In the beginning of 1925, the district was divided into 4 village councils (Karpovskij [Карповский], Kičmaj [Кичмай], Krasno-Aleksandrovskij [Красно-Александровский], and Pseušxo [Псеушхо]).

The South-Eastern Oblast was abolished on October 16, 1924, and the district was transferred to newly established North Caucasus Krai. In July 1930, okrugs were abolished, and the district was directly subordinated to the krai. In 1930, the center of the Shapsug national district was transferred to Krasno-Aleksandrovskoye (today Kalezh), and the district was divided into 8 village councils (Kamir-Astrovskij [Камир-Астовский], Karpovskij [Карповский], Kičmajskij [Кичмайский], Krasno-Aleksandrovskij [Красно-Александровский], Lazarevskij [Лазаревский], Psebinskij [Псебинский], Pseušxovskij [Псеушховский], and Sovet-Kvadže [Совет-Квадже]). In March 1931, the district center was transferred to Soviet-Kvadzhe, and in January 1934, Lazarevskoye was transferred to Shapsug national district as well and became the district center.

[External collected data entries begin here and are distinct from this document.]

// Typed caller for a single server operation
// Queries travel as GET with a `payload` query parameter, mutations as a POST body

use http::StatusCode;
use serde::de::DeserializeOwned;
use serde::Serialize;
use squery_core::{
    deserialize_error_detail, deserialize_result, serialize_input, Config, DeserializationError,
    ErrorDetail, OperationKind, OperationRef, QueryResult, SerializationError,
};
use squery_transport::{HttpRequest, HttpTransport, TransportError};
use std::fmt;
use std::sync::Arc;
use thiserror::Error;
use tokio_util::sync::CancellationToken;
use tracing::{debug, trace};

#[derive(Debug, Error)]
pub enum CallError {
    #[error(transparent)]
    Serialize(#[from] SerializationError),
    #[error(transparent)]
    Deserialize(#[from] DeserializationError),
    #[error(transparent)]
    Transport(#[from] TransportError),
    #[error("Request aborted")]
    Aborted,
    /// Non-2xx response whose body is a bare error detail rather than a result.
    #[error("HTTP {status}: {detail}")]
    Status {
        status: StatusCode,
        detail: ErrorDetail,
    },
}

impl CallError {
    pub fn is_aborted(&self) -> bool {
        matches!(
            self,
            CallError::Aborted | CallError::Transport(TransportError::Aborted)
        )
    }
}

/// Per-call request options.
#[derive(Debug, Clone, Default)]
pub struct CallOptions {
    /// Extra headers; these override the default `Content-Type`.
    pub headers: Vec<(String, String)>,
    pub signal: Option<CancellationToken>,
}

impl CallOptions {
    pub fn new() -> Self {
        Self::default()
    }

    pub fn header(mut self, name: impl Into<String>, value: impl Into<String>) -> Self {
        self.headers.push((name.into(), value.into()));
        self
    }

    pub fn signal(mut self, signal: CancellationToken) -> Self {
        self.signal = Some(signal);
        self
    }
}

/// Invokes one operation over HTTP and decodes its `{ok, err, val}` result.
pub struct Caller<I = serde_json::Value, O = serde_json::Value> {
    operation: OperationRef<I, O>,
    transport: Arc<dyn HttpTransport>,
    config: Config,
}

impl<I, O> Caller<I, O> {
    pub fn new(
        operation: OperationRef<I, O>,
        transport: Arc<dyn HttpTransport>,
        config: Config,
    ) -> Self {
        Caller {
            operation,
            transport,
            config,
        }
    }

    pub fn operation(&self) -> &OperationRef<I, O> {
        &self.operation
    }

    pub fn config(&self) -> &Config {
        &self.config
    }
}

impl<I: Serialize, O: DeserializeOwned> Caller<I, O> {
    /// Builds the HTTP request without sending it.
    ///
    /// An absent or falsy input (`null`, `false`, `0`, `""`) sends no payload at all.
    pub fn build_request(
        &self,
        input: Option<&I>,
        options: &CallOptions,
    ) -> Result<HttpRequest, CallError> {
        let path = self.config.operation_path(self.operation.id());
        let payload = match input {
            Some(input) => Some(serialize_input(input)?).filter(|text| !is_falsy(text)),
            None => None,
        };

        let request = match self.operation.kind() {
            OperationKind::Query => match payload {
                Some(payload) => {
                    let query = url::form_urlencoded::Serializer::new(String::new())
                        .append_pair("payload", &payload)
                        .finish();
                    HttpRequest::get(format!("{}?{}", path, query))
                }
                None => HttpRequest::get(path),
            },
            OperationKind::Mutation => match payload {
                Some(payload) => HttpRequest::post(path).body(payload),
                None => HttpRequest::post(path),
            },
        };

        let mut request = request.header("Content-Type", "application/json")?;
        for (name, value) in &options.headers {
            request = request.header(name, value)?;
        }
        Ok(request)
    }

    /// Sends the request and decodes the response body.
    ///
    /// The body is read as a result first whatever the status; only a non-2xx
    /// body that fails to parse as one is tried as a bare error detail.
    pub async fn call(
        &self,
        input: Option<&I>,
        options: CallOptions,
    ) -> Result<QueryResult<O>, CallError> {
        let request = self.build_request(input, &options)?;
        debug!(
            id = %self.operation.id(),
            method = %request.method,
            path = %request.path,
            "Calling server operation"
        );

        let send = self.transport.send(request);
        let response = match &options.signal {
            Some(signal) => {
                tokio::select! {
                    biased;
                    _ = signal.cancelled() => return Err(CallError::Aborted),
                    response = send => response?,
                }
            }
            None => send.await?,
        };
        trace!(status = %response.status, body = %response.body, "Operation response");

        match deserialize_result::<O>(&response.body) {
            Ok(result) => Ok(result),
            Err(err) if !response.is_success() => match deserialize_error_detail(&response.body) {
                Ok(detail) => {
                    debug!(status = %response.status, "Operation request rejected");
                    Err(CallError::Status {
                        status: response.status,
                        detail,
                    })
                }
                Err(_) => Err(err.into()),
            },
            Err(err) => Err(err.into()),
        }
    }
}

/// JSON text for a value that counts as no input.
fn is_falsy(text: &str) -> bool {
    matches!(text, "null" | "false" | "\"\"") || text.parse::<f64>().is_ok_and(|n| n == 0.0)
}

impl<I, O> Clone for Caller<I, O> {
    fn clone(&self) -> Self {
        Caller {
            operation: self.operation.clone(),
            transport: Arc::clone(&self.transport),
            config: self.config.clone(),
        }
    }
}

impl<I, O> fmt::Debug for Caller<I, O> {
    fn fmt(&self, f: &mut fmt::Formatter<'_>) -> fmt::Result {
        f.debug_struct("Caller")
            .field("operation", &self.operation)
            .field("config", &self.config)
            .finish_non_exhaustive()
    }
}
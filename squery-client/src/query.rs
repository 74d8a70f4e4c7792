use crate::caller::{CallError, CallOptions, Caller};
use serde::de::DeserializeOwned;
use serde::Serialize;
use squery_core::{ErrorDetail, QueryResult};
use thiserror::Error;
use tokio_util::sync::CancellationToken;

#[derive(Debug, Error)]
pub enum QueryError {
    /// The operation answered with an error list.
    #[error("{}", rejection_title(.0))]
    Rejected(Vec<ErrorDetail>),
    #[error(transparent)]
    Call(#[from] CallError),
}

impl QueryError {
    pub fn errors(&self) -> &[ErrorDetail] {
        match self {
            QueryError::Rejected(errors) => errors,
            QueryError::Call(_) => &[],
        }
    }
}

fn rejection_title(errors: &[ErrorDetail]) -> String {
    errors
        .first()
        .and_then(|e| e.title.clone())
        .unwrap_or_default()
}

/// Runs a query and returns its Ok payload.
///
/// An error result is reported through the configured logger before being
/// returned as [`QueryError::Rejected`].
pub async fn run_query<I, O>(
    caller: &Caller<I, O>,
    input: Option<&I>,
    signal: Option<CancellationToken>,
) -> Result<O, QueryError>
where
    I: Serialize,
    O: DeserializeOwned,
{
    let options = CallOptions {
        signal,
        ..CallOptions::default()
    };
    match caller.call(input, options).await? {
        QueryResult::Ok(val) => Ok(val),
        QueryResult::Err(errors) => {
            let first = errors.first();
            caller.config().logger.error(&format!(
                "Error fetching data for server query ({}): {} {}",
                caller.operation().id(),
                first.and_then(|e| e.title.as_deref()).unwrap_or_default(),
                first.and_then(|e| e.detail.as_deref()).unwrap_or_default(),
            ));
            Err(QueryError::Rejected(errors))
        }
    }
}

/// Runs one page of a paginated query, building the input from the page
/// parameter.
pub async fn paged<P, I, O>(
    caller: &Caller<I, O>,
    page_param: P,
    prepare: impl FnOnce(P) -> Option<I>,
    signal: Option<CancellationToken>,
) -> Result<O, QueryError>
where
    I: Serialize,
    O: DeserializeOwned,
{
    let input = prepare(page_param);
    run_query(caller, input.as_ref(), signal).await
}
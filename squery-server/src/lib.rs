pub mod handler;
pub mod logging;
pub mod registry;

pub use handler::{HandlerOptions, RouteHandler, RouteResponse};
pub use logging::{init_logging, init_test_logging, LogConfig};
pub use registry::{Registry, RegistryError};
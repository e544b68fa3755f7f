// src/frontend/terminal.rs

//! Frontend for `scriptrun run`: output goes straight to stdout and prompts
//! run on Tokio's blocking pool.

use tokio::sync::mpsc;
use tracing::warn;

use crate::engine::{CredentialRequest, RuntimeEvent, SinkUpdate};
use crate::frontend::{Frontend, ask_confirm_shutdown, ask_credential, format_update};
use crate::sink::CONSOLE_TITLE;

pub struct TerminalFrontend {
    runtime_tx: mpsc::Sender<RuntimeEvent>,
}

impl TerminalFrontend {
    pub fn new(runtime_tx: mpsc::Sender<RuntimeEvent>) -> Self {
        Self { runtime_tx }
    }

    fn ask(&self, question: impl FnOnce() -> RuntimeEvent + Send + 'static) {
        let tx = self.runtime_tx.clone();
        tokio::task::spawn_blocking(move || {
            let answer = question();
            if tx.blocking_send(answer).is_err() {
                warn!("runtime stopped before the prompt was answered");
            }
        });
    }
}

impl Frontend for TerminalFrontend {
    fn render(&mut self, update: &SinkUpdate) {
        println!("{}", format_update(update, CONSOLE_TITLE));
    }

    fn present(&mut self, text: &str) {
        println!("{text}");
    }

    fn prompt_credential(&mut self, request: CredentialRequest) {
        self.ask(move || ask_credential(&request));
    }

    fn confirm_shutdown(&mut self, active: usize) {
        self.ask(move || ask_confirm_shutdown(active));
    }
}
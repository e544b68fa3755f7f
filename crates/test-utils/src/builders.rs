#![allow(dead_code)]

use std::time::Duration;

use scriptrun::catalog::ScriptCatalog;
use scriptrun::config::ScriptDescriptor;
use scriptrun::engine::{CoreOptions, CoreRuntime, RuntimeOptions};
use scriptrun::types::{DEFAULT_MAX_CONCURRENT, TabReusePolicy};

/// Builder for `ScriptDescriptor`.
pub struct ScriptBuilder {
    script: ScriptDescriptor,
}

impl ScriptBuilder {
    pub fn new(label: &str, path: &str) -> Self {
        Self {
            script: ScriptDescriptor {
                label: label.to_string(),
                path: path.to_string(),
                needs_sudo: false,
                tags: Default::default(),
                description: String::new(),
            },
        }
    }

    pub fn sudo(mut self) -> Self {
        self.script.needs_sudo = true;
        self
    }

    pub fn tag(mut self, tag: &str) -> Self {
        self.script.tags.insert(tag.to_string());
        self
    }

    pub fn description(mut self, text: &str) -> Self {
        self.script.description = text.to_string();
        self
    }

    pub fn build(self) -> ScriptDescriptor {
        self.script
    }
}

/// Shorthand for a plain script whose label is its file stem.
pub fn script(path: &str) -> ScriptDescriptor {
    let label = path
        .rsplit('/')
        .next()
        .and_then(|f| f.split('.').next())
        .unwrap_or(path);
    ScriptBuilder::new(label, path).build()
}

/// Builder for a `CoreRuntime` with test-friendly defaults.
pub struct CoreBuilder {
    scripts: Vec<ScriptDescriptor>,
    max_concurrent: usize,
    cache_credential: bool,
    options: CoreOptions,
}

impl CoreBuilder {
    pub fn new() -> Self {
        Self {
            scripts: Vec::new(),
            max_concurrent: DEFAULT_MAX_CONCURRENT,
            cache_credential: true,
            options: CoreOptions {
                tab_reuse: TabReusePolicy::Reuse,
                allow_duplicate_runs: false,
                cancel_grace_period: Duration::from_secs(3),
                runtime: RuntimeOptions {
                    exit_when_idle: false,
                },
            },
        }
    }

    pub fn with_script(mut self, script: ScriptDescriptor) -> Self {
        self.scripts.push(script);
        self
    }

    pub fn max_concurrent(mut self, limit: usize) -> Self {
        self.max_concurrent = limit;
        self
    }

    pub fn cache_credential(mut self, val: bool) -> Self {
        self.cache_credential = val;
        self
    }

    pub fn tab_reuse(mut self, policy: TabReusePolicy) -> Self {
        self.options.tab_reuse = policy;
        self
    }

    pub fn allow_duplicate_runs(mut self, val: bool) -> Self {
        self.options.allow_duplicate_runs = val;
        self
    }

    pub fn exit_when_idle(mut self, val: bool) -> Self {
        self.options.runtime.exit_when_idle = val;
        self
    }

    pub fn build(self) -> CoreRuntime {
        CoreRuntime::new(
            ScriptCatalog::new(self.scripts),
            self.max_concurrent,
            self.cache_credential,
            self.options,
        )
    }
}

impl Default for CoreBuilder {
    fn default() -> Self {
        Self::new()
    }
}
// src/sink/mod.rs

//! Log sinks and the tab registry that owns them.
//!
//! - [`LogSink`] is an append-only list of lines plus a status flag.
//! - [`tabs`] maps stable tab ids to sinks and to the job (if any) currently
//!   writing into them.

pub mod tabs;

pub use tabs::{Tab, TabBinding, TabError, TabKind, TabRegistry};

use crate::engine::ExitOutcome;

/// Title of the permanent tab receiving application messages.
pub const CONSOLE_TITLE: &str = "Console";
/// Title of the permanent, user-editable notes tab.
pub const SCRATCHPAD_TITLE: &str = "Scratchpad";

/// Line that frames each run inside a tab.
pub const SEPARATOR: &str = "##################################################";

/// Lifecycle state of a sink.
#[derive(Debug, Clone, Copy, PartialEq, Eq)]
pub enum SinkStatus {
    /// Accepting output (or permanent sink).
    Open,
    /// The process behind the sink exited on its own.
    Finished(ExitOutcome),
    /// The job was cancelled, either while queued or while running.
    Cancelled,
    /// The process could not be started.
    LaunchFailed,
}

impl SinkStatus {
    pub fn is_terminal(&self) -> bool {
        !matches!(self, SinkStatus::Open)
    }
}

#[derive(Debug, Clone)]
pub struct LogSink {
    lines: Vec<String>,
    status: SinkStatus,
    editable: bool,
}

impl LogSink {
    pub fn new() -> Self {
        Self {
            lines: Vec::new(),
            status: SinkStatus::Open,
            editable: false,
        }
    }

    /// A sink the user may edit directly (the scratchpad).
    pub fn editable() -> Self {
        Self {
            editable: true,
            ..Self::new()
        }
    }

    pub fn is_editable(&self) -> bool {
        self.editable
    }

    pub fn status(&self) -> SinkStatus {
        self.status
    }

    pub fn lines(&self) -> &[String] {
        &self.lines
    }

    pub fn is_empty(&self) -> bool {
        self.lines.iter().all(|l| l.trim().is_empty())
    }

    /// Append text, splitting on embedded newlines. Returns the lines added.
    pub fn append(&mut self, text: &str) -> Vec<String> {
        let added: Vec<String> = text
            .split('\n')
            .map(|l| l.trim_end_matches('\r').to_string())
            .collect();
        self.lines.extend(added.iter().cloned());
        added
    }

    pub fn finish(&mut self, status: SinkStatus) {
        self.status = status;
    }

    /// Mark the sink as accepting output again (tab reuse).
    pub fn reopen(&mut self) {
        self.status = SinkStatus::Open;
    }

    pub fn clear(&mut self) {
        self.lines.clear();
    }

    /// Full contents, trimmed of surrounding blank lines.
    pub fn text(&self) -> String {
        self.lines.join("\n").trim().to_string()
    }
}

impl Default for LogSink {
    fn default() -> Self {
        Self::new()
    }
}

#[cfg(test)]
mod tests {
    use super::*;

    #[test]
    fn append_splits_lines_and_strips_carriage_returns() {
        let mut sink = LogSink::new();
        let added = sink.append("one\r\ntwo");
        assert_eq!(added, vec!["one", "two"]);
        assert_eq!(sink.lines(), &["one".to_string(), "two".to_string()]);
    }

    #[test]
    fn whitespace_only_sink_counts_as_empty() {
        let mut sink = LogSink::new();
        sink.append("");
        sink.append("   ");
        assert!(sink.is_empty());
        assert_eq!(sink.text(), "");
    }

    #[test]
    fn finish_then_reopen() {
        let mut sink = LogSink::new();
        sink.finish(SinkStatus::Cancelled);
        assert!(sink.status().is_terminal());
        sink.reopen();
        assert_eq!(sink.status(), SinkStatus::Open);
    }
}
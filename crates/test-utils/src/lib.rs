pub mod builders;
pub mod fake_executor;
pub mod frontend;

use std::path::{Path, PathBuf};
use std::sync::Once;
use tracing_subscriber::{fmt, EnvFilter};

static INIT: Once = Once::new();

/// Initialise tracing for tests.
///
/// - Uses `with_test_writer()`, so logs are captured per-test.
/// - The Rust test harness only prints captured output for **failing** tests
///   (unless you run with `-- --nocapture`).
///
/// Enable levels with e.g.:
/// `RUST_LOG=debug cargo test`
pub fn init_tracing() {
    INIT.call_once(|| {
        let filter =
            EnvFilter::try_from_default_env().unwrap_or_else(|_| EnvFilter::new("info"));

        fmt()
            .with_env_filter(filter)
            .with_test_writer() // print only for failing tests unless --nocapture
            .with_target(true)
            .init();
    });
}

/// Run a future with a 5-second timeout.
#[allow(dead_code)]
pub async fn with_timeout<F, T>(f: F) -> T
where
    F: std::future::Future<Output = T>,
{
    tokio::time::timeout(std::time::Duration::from_secs(5), f)
        .await
        .expect("Test timed out after 5 seconds")
}

/// Express `path` relative to the current directory, climbing with `..`.
///
/// Both sides are canonicalized so symlinked temp dirs still line up.
pub fn relative_to_cwd(path: &Path) -> std::io::Result<PathBuf> {
    let cwd = std::env::current_dir()?.canonicalize()?;
    let target = path.canonicalize()?;
    let common = cwd
        .components()
        .zip(target.components())
        .take_while(|(a, b)| a == b)
        .count();

    let mut relative = PathBuf::new();
    for _ in common..cwd.components().count() {
        relative.push("..");
    }
    for component in target.components().skip(common) {
        relative.push(component);
    }
    if relative.as_os_str().is_empty() {
        relative.push(".");
    }
    Ok(relative)
}
// src/config/validate.rs

use std::collections::{BTreeSet, HashSet};

use tracing::warn;

use crate::config::model::{
    RawScriptDescriptor, RawSettingsFile, RunnerSettings, ScriptDescriptor, parse_duration,
};
use crate::errors::{Result, ScriptrunError};
use crate::types::{MAX_CONCURRENT, MIN_CONCURRENT};

impl TryFrom<RawSettingsFile> for RunnerSettings {
    type Error = ScriptrunError;

    fn try_from(raw: RawSettingsFile) -> std::result::Result<Self, Self::Error> {
        let r = raw.runner;

        if !(MIN_CONCURRENT..=MAX_CONCURRENT).contains(&r.max_concurrent) {
            return Err(ScriptrunError::ConfigError(format!(
                "[runner].max_concurrent must be between {MIN_CONCURRENT} and \
                 {MAX_CONCURRENT} (got {})",
                r.max_concurrent
            )));
        }

        let cancel_grace_period = parse_duration(&r.cancel_grace_period).ok_or_else(|| {
            ScriptrunError::ConfigError(format!(
                "[runner].cancel_grace_period is not a valid duration: {:?}",
                r.cancel_grace_period
            ))
        })?;

        let shutdown_timeout = parse_duration(&r.shutdown_timeout).ok_or_else(|| {
            ScriptrunError::ConfigError(format!(
                "[runner].shutdown_timeout is not a valid duration: {:?}",
                r.shutdown_timeout
            ))
        })?;

        if r.elevation_program.trim().is_empty() {
            return Err(ScriptrunError::ConfigError(
                "[runner].elevation_program must not be empty".to_string(),
            ));
        }

        Ok(RunnerSettings {
            max_concurrent: r.max_concurrent,
            cancel_grace_period,
            shutdown_timeout,
            tab_reuse: r.tab_reuse,
            allow_duplicate_runs: r.allow_duplicate_runs,
            cache_credential: r.cache_credential,
            elevation_program: r.elevation_program,
        })
    }
}

/// Validate the raw script list and turn it into typed descriptors.
///
/// Rejects empty labels/paths and duplicate paths (the path is a script's
/// identity). Duplicate labels are allowed but logged, since label lookups
/// then resolve to the first entry.
pub fn validate_scripts(raw: Vec<RawScriptDescriptor>) -> Result<Vec<ScriptDescriptor>> {
    let mut seen_paths: HashSet<String> = HashSet::new();
    let mut seen_labels: HashSet<String> = HashSet::new();
    let mut scripts = Vec::with_capacity(raw.len());

    for (index, entry) in raw.into_iter().enumerate() {
        let label = entry.label.trim().to_string();
        let path = entry.path.trim().to_string();

        if label.is_empty() {
            return Err(ScriptrunError::ConfigError(format!(
                "script #{index} has an empty `label`"
            )));
        }
        if path.is_empty() {
            return Err(ScriptrunError::ConfigError(format!(
                "script '{label}' has an empty `path`"
            )));
        }
        if !seen_paths.insert(path.clone()) {
            return Err(ScriptrunError::ConfigError(format!(
                "script path '{path}' is listed more than once"
            )));
        }
        if !seen_labels.insert(label.to_lowercase()) {
            warn!(
                label = %label,
                path = %path,
                "duplicate script label; lookups by label use the first entry"
            );
        }

        let tags: BTreeSet<String> = entry
            .tags
            .into_iter()
            .map(|t| t.trim().to_string())
            .filter(|t| !t.is_empty())
            .collect();

        scripts.push(ScriptDescriptor {
            label,
            path,
            needs_sudo: entry.needs_sudo,
            tags,
            description: entry.description,
        });
    }

    Ok(scripts)
}
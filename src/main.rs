// src/main.rs

use scriptrun::{cli, logging, run};

#[tokio::main]
async fn main() {
    match run_main().await {
        Ok(code) => std::process::exit(code),
        Err(err) => {
            eprintln!("scriptrun error: {err:?}");
            std::process::exit(1);
        }
    }
}

async fn run_main() -> anyhow::Result<i32> {
    let args = cli::parse();
    let default_level = if args.command.is_interactive() {
        tracing::Level::WARN
    } else {
        tracing::Level::INFO
    };
    logging::init_logging(args.log_level, default_level)?;
    run(args).await
}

===End of the Shapsug national district===
In 1945, the Shapsug national district was renamed Lazarevsky district and it ceased to be a national district. The Shapsug called it Psyṣ̂wap (Псышӏуап) instead of Lazarevsky because Lazarevsky was named for one of the enemies of the Circassian nation, Mikhail Lazarev, who facilitated the invasion and conquest of Circassia, and put a siege over it during the Russian-Circassian War. In 1961, the district was subordinated to the city of Sochi and is currently known as Lazarevsky City District.